* PROBLEM DESCRIPTION:
Where the string "steps" shows up in a line of the records, copy that line.

* RECORDS PROVIDED:
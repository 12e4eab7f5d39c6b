// Tool-calling orchestration: step records, the per-step preparation
// policy, intent heuristics over the latest user message, and the
// client-facing debounced message queue.

pub mod intent;
pub mod prepare;
pub mod queue;
pub mod render_spec;
pub mod sources;

use serde::{Deserialize, Serialize};
use serde_json::Value;

pub use prepare::{PreparedStep, StepPolicy, ToolChoice};

// Tool names understood by the step policy. The gateway executes them; we
// only decide which are exposed on each step.
pub const SELECT_TOOLS: &str = "select_tools";
pub const RENDER_UI: &str = "render_ui";
pub const GOOGLE_SEARCH: &str = "google_search";
pub const LIST_ACCESSIBLE_WORKSPACES: &str = "list_accessible_workspaces";
pub const GET_WORKSPACE_CONTEXT: &str = "get_workspace_context";
pub const SET_WORKSPACE_CONTEXT: &str = "set_workspace_context";
pub const LIST_WORKSPACE_MEMBERS: &str = "list_workspace_members";

#[derive(Debug, Clone, Serialize, Deserialize)]
#[serde(rename_all = "camelCase")]
pub struct StepToolCall {
    pub name: String,
    pub call_id: String,
    #[serde(default)]
    pub input: Value,
}

#[derive(Debug, Clone, Serialize, Deserialize)]
#[serde(rename_all = "camelCase")]
pub struct StepToolResult {
    pub name: String,
    pub call_id: String,
    #[serde(default)]
    pub output: Value,
}

/// One reasoning step of a model turn: the tool calls the model made and
/// the results the gateway runtime produced for them.
#[derive(Debug, Clone, Default, Serialize, Deserialize)]
#[serde(rename_all = "camelCase")]
pub struct StepRecord {
    pub tool_calls: Vec<StepToolCall>,
    pub tool_results: Vec<StepToolResult>,
}

impl StepRecord {
    pub fn with_result(name: &str, output: Value) -> Self {
        StepRecord {
            tool_calls: vec![StepToolCall {
                name: name.to_string(),
                call_id: format!("call_{}", name),
                input: Value::Null,
            }],
            tool_results: vec![StepToolResult {
                name: name.to_string(),
                call_id: format!("call_{}", name),
                output,
            }],
        }
    }
}

/// Look up the tool set `select_tools` chose earlier in the turn, if any.
/// The meta-tool's output is `{"tools": ["name", ...]}`.
pub fn selected_tools(steps: &[StepRecord]) -> Vec<String> {
    for step in steps {
        for result in &step.tool_results {
            if result.name == SELECT_TOOLS {
                if let Some(tools) = result.output.get("tools").and_then(Value::as_array) {
                    return tools
                        .iter()
                        .filter_map(Value::as_str)
                        .map(str::to_string)
                        .collect();
                }
            }
        }
    }
    Vec::new()
}

pub fn tool_has_run(steps: &[StepRecord], name: &str) -> bool {
    steps
        .iter()
        .any(|s| s.tool_results.iter().any(|r| r.name == name))
}

pub fn tool_call_count(steps: &[StepRecord], name: &str) -> usize {
    steps
        .iter()
        .map(|s| s.tool_calls.iter().filter(|c| c.name == name).count())
        .sum()
}
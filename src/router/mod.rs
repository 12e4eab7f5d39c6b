pub mod app;

pub use app::app_router;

* THE ANSWER:
pub fn selected_tools(steps: &[StepRecord]) -> Vec<String> {
    for step in steps {
pub fn tool_has_run(steps: &[StepRecord], name: &str) -> bool {
    steps
pub fn tool_call_count(steps: &[StepRecord], name: &str) -> usize {
    steps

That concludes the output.